As the post-2015 development agenda begins to fully take shape, governments, civil society and trade unions are paying attention to the impact of tax evasion and avoidance in Africa’s extractive industries.

Despite being home to 20 of the most resource rich nations on earth, most African nations consistently fail to translate their mineral wealth into even a basic standard of living for its citizens.

According to a landmark report, released earlier this year by the African Union’s high-level panel on illicit financial flows and the United Nations Economic Commission for Africa (UNECA), Africa loses over US$50 billion annually to illicit financial flows, mostly through the extractive industry.

Meanwhile research from Oxfam shows that illicit financial flows from Africa represents 5.7 percent of the continent’s GDP, exceeding public spending on health across its 54 nations.

Hebrews Misomali, a human rights activist from Malawi told me:

“Africa is a continent blessed with natural wealth but the majority of people remain poor and the extraction of its mineral wealth has done nothing for ordinary people.”

He says that the combination of tax evasion, tax avoidance and the fact that most value-added production processes take place elsewhere - benefitting the people and companies of those countries - as some of the main reasons why Africa loses so much money through extractive industries.

“Mining companies are aware that we have corrupt leaders in Africa. And bargaining on the high poverty levels in the continent, they come with promises of corporate social responsibility programs that are never fulfilled.”

He cites the example of the Kayelekera uranimum mine in Malawi, operated by the Australian mining company Paladin Africa, where no taxes were paid because no profits were ever declared.

Misomali also said that while mining companies make huge profits from their mining ventures, health and safety standards in mines are still lax and official inspection and enforcement regimes are weak and dependent on the goodwill of employers.

Speaking with me earlier this year, Joel Odigie, Human and Trade Union Rights‎ Coordinator at the International Trade Union Confederation’s Africa Office, agreed that corruption is a huge problem.

“The mining companies themselves undertake all manner of tax dodging and tax avoidance practices through the manipulation of national tax laws. But the environment is very easy to compromise if the right palms are greased.”

Weak license and contract agreements between mining companies and mineral exploring countries make it possible for companies to pay as little as five per cent of their profits in loyalties, said Odigie.

However, there are a numerous initiatives at a local, national and international level that are working to reverse this trend so that Africans can start to profit from their own mineral wealth.

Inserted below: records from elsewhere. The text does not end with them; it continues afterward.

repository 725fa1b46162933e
pub mod products;
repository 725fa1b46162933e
pub mod product_service;
pub mod slug;
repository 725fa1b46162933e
use axum::{
    http::StatusCode,
    response::{IntoResponse, Response},
    Json,
};
use serde_json::json;
use thiserror::Error;

#[derive(Error, Debug)]
pub enum AppError {
    #[error("Not found: {0}")]
    NotFound(String),

    #[error("Validation error: {0}")]
    Validation(String),

    #[error("Bad request: {0}")]
    BadRequest(String),

    #[error("Conflict: {0}")]
    Conflict(String),

    #[error("Database error: {0}")]
    Database(#[from] sqlx::Error),

    #[error("Migration error: {0}")]
    Migrate(#[from] sqlx::migrate::MigrateError),

    #[error("Configuration error: {0}")]
    Config(#[from] config::ConfigError),

    #[error("IO error: {0}")]
    Io(#[from] std::io::Error),

    #[error("Internal server error: {0}")]
    Internal(String),
}

impl IntoResponse for AppError {
    fn into_response(self) -> Response {
        let (status, error_message) = match self {
            AppError::NotFound(_) => (StatusCode::NOT_FOUND, "Resource not found"),
            AppError::Validation(_) => (StatusCode::BAD_REQUEST, "Validation error"),
            AppError::BadRequest(_) => (StatusCode::BAD_REQUEST, "Bad request"),
            AppError::Conflict(_) => (StatusCode::CONFLICT, "Resource already exists"),
            AppError::Database(_) => (StatusCode::INTERNAL_SERVER_ERROR, "Database error"),
            AppError::Migrate(_) => (StatusCode::INTERNAL_SERVER_ERROR, "Migration error"),
            AppError::Config(_) => (StatusCode::INTERNAL_SERVER_ERROR, "Configuration error"),
            AppError::Io(_) => (StatusCode::INTERNAL_SERVER_ERROR, "IO error"),
            AppError::Internal(_) => (StatusCode::INTERNAL_SERVER_ERROR, "Internal server error"),
        };

        if status.is_server_error() {
            tracing::error!(error = %self, "request failed");
        }

        let body = Json(json!({
            "error": {
                "message": error_message,
                "details": self.to_string()
            }
        }));

        (status, body).into_response()
    }
}
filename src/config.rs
use serde::{Deserialize, Serialize};
use std::collections::BTreeMap;
use std::path::{Path, PathBuf};

use crate::error::{HaulError, Result};

/// Per-camera entry in the camera map file.
#[derive(Debug, Deserialize, Serialize, Clone)]
pub struct CameraConfig {
    /// Source directory the sender tails on the capture host.
    pub src: PathBuf,
    /// Parent of the receiver's out_dir for this camera.
    pub dest_base: PathBuf,
    /// Destination prefix the sender stamps onto each file record.
    pub dest_path: PathBuf,
}

/// Camera map loaded from a JSON file: `{ "camera01": {...}, ... }`.
///
/// A `BTreeMap` keeps cameras in sorted order — port assignment and disk-path
/// construction both depend on a stable camera ordering.
#[derive(Debug, Deserialize, Clone, Default)]
pub struct CameraMap {
    #[serde(flatten)]
    pub cameras: BTreeMap<String, CameraConfig>,
}

impl CameraMap {
    /// Load the camera map from a JSON file at `path`.
    pub fn from_file(path: &Path) -> Result<Self> {
        let content = std::fs::read_to_string(path)
            .map_err(|e| HaulError::Config(format!("Cannot read camera map: {e}")))?;
        let map: CameraMap = serde_json::from_str(&content)
            .map_err(|e| HaulError::Config(format!("Invalid JSON in {path:?}: {e}")))?;
        map.validate()?;
        Ok(map)
    }

    fn validate(&self) -> Result<()> {
        if self.cameras.is_empty() {
            return Err(HaulError::Config("No cameras defined".into()));
        }
        for (name, cam) in &self.cameras {
            if cam.src.as_os_str().is_empty() {
                return Err(HaulError::Config(format!("camera {name} missing 'src'")));
            }
            if cam.dest_base.as_os_str().is_empty() {
                return Err(HaulError::Config(format!("camera {name} missing 'dest_base'")));
            }
            if cam.dest_path.as_os_str().is_empty() {
                return Err(HaulError::Config(format!("camera {name} missing 'dest_path'")));
            }
        }
        Ok(())
    }

    /// Cameras in sorted order, paired with their zero-based index.
    /// The index determines the per-camera destination port offset.
    pub fn ordered(&self) -> impl Iterator<Item = (usize, &String, &CameraConfig)> {
        self.cameras
            .iter()
            .enumerate()
            .map(|(idx, (name, cfg))| (idx, name, cfg))
    }

    /// Receiver out_dir for one camera: `<dest_base>/<camera_id>`.
    pub fn out_dir(&self, camera_id: &str) -> Result<PathBuf> {
        let cam = self.cameras.get(camera_id).ok_or_else(|| {
            HaulError::Config(format!("Camera not found in config: {camera_id}"))
        })?;
        Ok(cam.dest_base.join(camera_id))
    }

    /// Disk paths published with a capture-ready event, one per camera:
    /// `<dest_path>/<capture_id>/<camera_id>` in sorted camera order.
    pub fn disk_paths(&self, capture_id: &str) -> Vec<PathBuf> {
        self.cameras
            .iter()
            .map(|(name, cfg)| cfg.dest_path.join(capture_id).join(name))
            .collect()
    }
}
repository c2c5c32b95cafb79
// This software is provided for non-commercial use only.
// Commercial use is strictly prohibited.
// If you use, modify, or redistribute this software, you must provide proper attribution to the original author.
// (c) 2026 Onur Tuna. All rights reserved.

//! Sender engine — streams tailed frame files to one receiver over a pool
//! of persistent TCP connections.
//!
//! ```text
//! DirTailer ──→ bounded queue ──┬─→ connection worker 0 ──┐
//!                               ├─→ connection worker 1 ──┼──→ receiver
//!                               └─→ connection worker N ──┘
//! ```
//!
//! Workers are plain blocking threads: each owns one socket, pulls jobs from
//! the shared queue, and serializes file records with a per-file ACK. A
//! failed transfer closes the socket, reconnects, and retries the same file
//! up to `max_retries` times before the file lands in the error report.
//! A `None` on the queue is the shutdown poison.

use std::fs::File;
use std::io::{Read, Write};
use std::net::{TcpStream, ToSocketAddrs};
use std::path::PathBuf;
use std::sync::atomic::{AtomicU64, Ordering};
use std::time::{Duration, Instant};

use crossbeam_channel::{bounded, unbounded, Receiver, Sender};
use tracing::{debug, info, warn};

use crate::error::{HaulError, Result};
use crate::tailer::DirTailer;
use crate::wire::{self, RecordMeta, ACK, CHUNK};

/// One sender session toward a single receiver worker pool.
#[derive(Debug, Clone)]
pub struct SenderConfig {
    pub host: String,
    pub port: u16,
    /// Number of persistent connections (worker threads).
    pub connections: usize,
    /// Opaque downstream key stamped on every record.
    pub key: String,
    /// Opaque capture label stamped on every record.
    pub side: String,
    /// Destination prefix; empty means files land under their own name.
    pub dest_prefix: String,
    /// Announce the total record count before streaming (backlog only).
    pub count_first: bool,
    pub max_retries: u32,
    pub connect_timeout: Duration,
    pub ack_timeout: Duration,
}

impl Default for SenderConfig {
    fn default() -> Self {
        Self {
            host: "127.0.0.1".to_string(),
            port: 50001,
            connections: 8,
            key: String::new(),
            side: String::new(),
            dest_prefix: String::new(),
            count_first: false,
            max_retries: 3,
            connect_timeout: Duration::from_secs(5),
            ack_timeout: Duration::from_secs(5),
        }
    }
}

/// A file that exhausted its retries.
#[derive(Debug, Clone)]
pub struct FailedFile {
    pub name: String,
    pub error: String,
}

/// Final session counters.
#[derive(Debug)]
pub struct SendReport {
    pub files: u64,
    pub bytes: u64,
    pub elapsed: Duration,
    pub failed: Vec<FailedFile>,
}

impl SendReport {
    pub fn mib(&self) -> f64 {
        self.bytes as f64 / (1024.0 * 1024.0)
    }

    pub fn mib_per_sec(&self) -> f64 {
        self.mib() / self.elapsed.as_secs_f64().max(1e-9)
    }

    pub fn files_per_sec(&self) -> f64 {
        self.files as f64 / self.elapsed.as_secs_f64().max(1e-9)
    }
}

#[derive(Debug, Default)]
struct Counters {
    files: AtomicU64,
    bytes: AtomicU64,
}

#[derive(Debug)]
struct Job {
    src_path: PathBuf,
    name: String,
    dest_path: String,
}

fn make_dest(prefix: &str, name: &str) -> String {
    if prefix.is_empty() {
        name.to_string()
    } else {
        format!("{}/{}", prefix.trim_end_matches('/'), name)
    }
}

/// Drive one full sender session: feed the worker pool from the tailer,
/// wait for the queue to drain, and collect the final report.
pub fn run(config: &SenderConfig, tailer: &mut DirTailer) -> Result<SendReport> {
    if config.connections == 0 {
        return Err(HaulError::Config("connections must be > 0".into()));
    }
    if config.count_first && config.connections != 1 {
        return Err(HaulError::Config("count-first mode requires exactly 1 connection".into()));
    }

    let start = Instant::now();
    let capacity = 1024.max(config.connections * 128);
    let (job_tx, job_rx) = bounded::<Option<Job>>(capacity);
    let (err_tx, err_rx) = unbounded::<FailedFile>();
    let counters = Counters::default();

    // Counted mode announces the total up front, so the whole backlog has
    // to be discovered before the first byte goes out.
    let backlog: Option<Vec<Job>> = if config.count_first {
        let mut jobs = Vec::new();
        while let Some(f) = tailer.next() {
            let dest_path = make_dest(&config.dest_prefix, &f.name);
            jobs.push(Job { src_path: f.path, name: f.name, dest_path });
        }
        Some(jobs)
    } else {
        None
    };
    let announce = backlog.as_ref().map(|jobs| AtomicU64::new(jobs.len() as u64));

    std::thread::scope(|scope| {
        for tid in 0..config.connections {
            let rx = job_rx.clone();
            let err_tx = err_tx.clone();
            let counters = &counters;
            let announce = announce.as_ref();
            scope.spawn(move || worker_loop(tid, config, rx, err_tx, counters, announce));
        }
        drop(job_rx);

        match backlog {
            Some(jobs) => {
                for job in jobs {
                    if job_tx.send(Some(job)).is_err() {
                        break;
                    }
                }
            }
            None => {
                while let Some(f) = tailer.next() {
                    let dest_path = make_dest(&config.dest_prefix, &f.name);
                    let job = Job { src_path: f.path, name: f.name, dest_path };
                    if job_tx.send(Some(job)).is_err() {
                        break;
                    }
                }
            }
        }

        for _ in 0..config.connections {
            let _ = job_tx.send(None);
        }
        drop(job_tx);
    });

    drop(err_tx);
    let failed: Vec<FailedFile> = err_rx.try_iter().collect();

    let report = SendReport {
        files: counters.files.load(Ordering::Relaxed),
        bytes: counters.bytes.load(Ordering::Relaxed),
        elapsed: start.elapsed(),
        failed,
    };
    info!(
        files = report.files,
        mib = format!("{:.2}", report.mib()),
        rate = format!("{:.2} MiB/s", report.mib_per_sec()),
        failed = report.failed.len(),
        "Sender session finished"
    );
    Ok(report)
}

fn worker_loop(
    tid: usize,
    config: &SenderConfig,
    rx: Receiver<Option<Job>>,
    err_tx: Sender<FailedFile>,
    counters: &Counters,
    announce: Option<&AtomicU64>,
) {
    let mut sock: Option<TcpStream> = None;

    while let Ok(item) = rx.recv() {
        let Some(job) = item else { break };

        let mut attempt = 0u32;
        loop {
            let outcome = transfer_once(&mut sock, config, &job, counters, announce);
            match outcome {
                Ok(()) => break,
                Err(e) => {
                    // Any failure invalidates the connection; the receiver
                    // has already dropped its in-flight .part file.
                    sock = None;
                    attempt += 1;
                    if attempt > config.max_retries {
                        warn!(worker = tid, name = job.name, error = %e, "File failed after retries");
                        let _ = err_tx.send(FailedFile { name: job.name.clone(), error: e.to_string() });
                        break;
                    }
                    debug!(worker = tid, name = job.name, attempt, error = %e, "Retrying file");
                }
            }
        }
    }
}

fn transfer_once(
    sock: &mut Option<TcpStream>,
    config: &SenderConfig,
    job: &Job,
    counters: &Counters,
    announce: Option<&AtomicU64>,
) -> Result<()> {
    if sock.is_none() {
        *sock = Some(connect(config, announce)?);
    }
    let stream = sock.as_mut().expect("socket just connected");
    send_file(stream, config, job, counters)?;
    if let Some(remaining) = announce {
        remaining.fetch_sub(1, Ordering::Relaxed);
    }
    Ok(())
}

fn connect(config: &SenderConfig, announce: Option<&AtomicU64>) -> Result<TcpStream> {
    let addr = (config.host.as_str(), config.port)
        .to_socket_addrs()
        .map_err(|e| HaulError::Connect {
            addr: format!("{}:{}", config.host, config.port),
            reason: e.to_string(),
        })?
        .next()
        .ok_or_else(|| HaulError::Connect {
            addr: format!("{}:{}", config.host, config.port),
            reason: "no address resolved".into(),
        })?;

    let stream = TcpStream::connect_timeout(&addr, config.connect_timeout).map_err(|e| {
        HaulError::Connect { addr: addr.to_string(), reason: e.to_string() }
    })?;
    stream.set_nodelay(true)?;
    stream.set_read_timeout(Some(config.ack_timeout))?;

    // A reconnect mid-session announces only what is still outstanding;
    // the receiver treats each connection as its own counted session.
    if let Some(remaining) = announce {
        let mut w = &stream;
        wire::write_count_header(&mut w, remaining.load(Ordering::Relaxed))?;
    }
    Ok(stream)
}

fn send_file(
    stream: &mut TcpStream,
    config: &SenderConfig,
    job: &Job,
    counters: &Counters,
) -> Result<()> {
    let size = std::fs::metadata(&job.src_path)?.len();
    let meta = RecordMeta {
        name: job.name.clone(),
        dest_path: job.dest_path.clone(),
        key: config.key.clone(),
        side: config.side.clone(),
        size,
    };
    let header = wire::encode_header(&meta)?;
    stream.write_all(&header)?;

    let mut file = File::open(&job.src_path)?;
    send_payload(stream, &mut file, size)?;

    let mut ack = [0u8; 1];
    stream.read_exact(&mut ack).map_err(|e| {
        HaulError::Protocol(format!("receiver closed without ACK for {}: {e}", job.name))
    })?;
    if ack[0] != ACK {
        return Err(HaulError::Protocol(format!("unexpected ACK byte {:#04x}", ack[0])));
    }

    counters.files.fetch_add(1, Ordering::Relaxed);
    counters.bytes.fetch_add(size, Ordering::Relaxed);
    debug!(name = job.name, dest = job.dest_path, size, "File acknowledged");
    Ok(())
}

/// Stream the payload file into the socket, zero-copy where the platform
/// allows it.
#[cfg(target_os = "linux")]
fn send_payload(stream: &mut TcpStream, file: &mut File, size: u64) -> Result<()> {
    use std::os::fd::AsFd;

    let mut offset: i64 = 0;
    while (offset as u64) < size {
        let remaining = size - offset as u64;
        let to_send = remaining.min(8 * CHUNK as u64) as usize;
        match nix::sys::sendfile::sendfile(stream.as_fd(), file.as_fd(), Some(&mut offset), to_send)
        {
            Ok(0) => {
                return Err(HaulError::Protocol("connection closed mid-payload".into()));
            }
            // Partial sends resume from the kernel-advanced offset.
            Ok(_sent) => {}
            Err(nix::errno::Errno::EINTR) => {}
            Err(_) => {
                // Filesystem does not support sendfile; finish chunked from
                // the current offset.
                use std::io::{Seek, SeekFrom};
                file.seek(SeekFrom::Start(offset as u64))?;
                return send_chunked(stream, file, size - offset as u64);
            }
        }
    }
    Ok(())
}

#[cfg(not(target_os = "linux"))]
fn send_payload(stream: &mut TcpStream, file: &mut File, size: u64) -> Result<()> {
    send_chunked(stream, file, size)
}

fn send_chunked(stream: &mut TcpStream, file: &mut File, mut remaining: u64) -> Result<()> {
    let mut buf = vec![0u8; CHUNK];
    while remaining > 0 {
        let want = remaining.min(CHUNK as u64) as usize;
        let n = file.read(&mut buf[..want])?;
        if n == 0 {
            return Err(HaulError::Storage("source file truncated mid-send".into()));
        }
        stream.write_all(&buf[..n])?;
        remaining -= n as u64;
    }
    Ok(())
}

Since 2009, the African Mining Vision, jointly developed by the African Union, the African Development Bank and a number of UN agencies, has been calling for transparency in Africa’s extractive industries to ensure sustainable development and economic growth.

Meanwhile organisations such as the Extractive Industries Transparency Initiative (EITI) have helped to improve transparency and accountability.

But it will take presence of strong, accountable and democratic governments, the mechanisms to prevent illicit and fraudulent financial transfers, and the continued advocacy and campaign work of trade unions, community and civil society groups to really affect socio-economic and environmental change in Africa’s mining industry.

This is already happening but for the 40 per cent of people in sub-Saharan Africa still living in absolute poverty bigger and faster change is needed.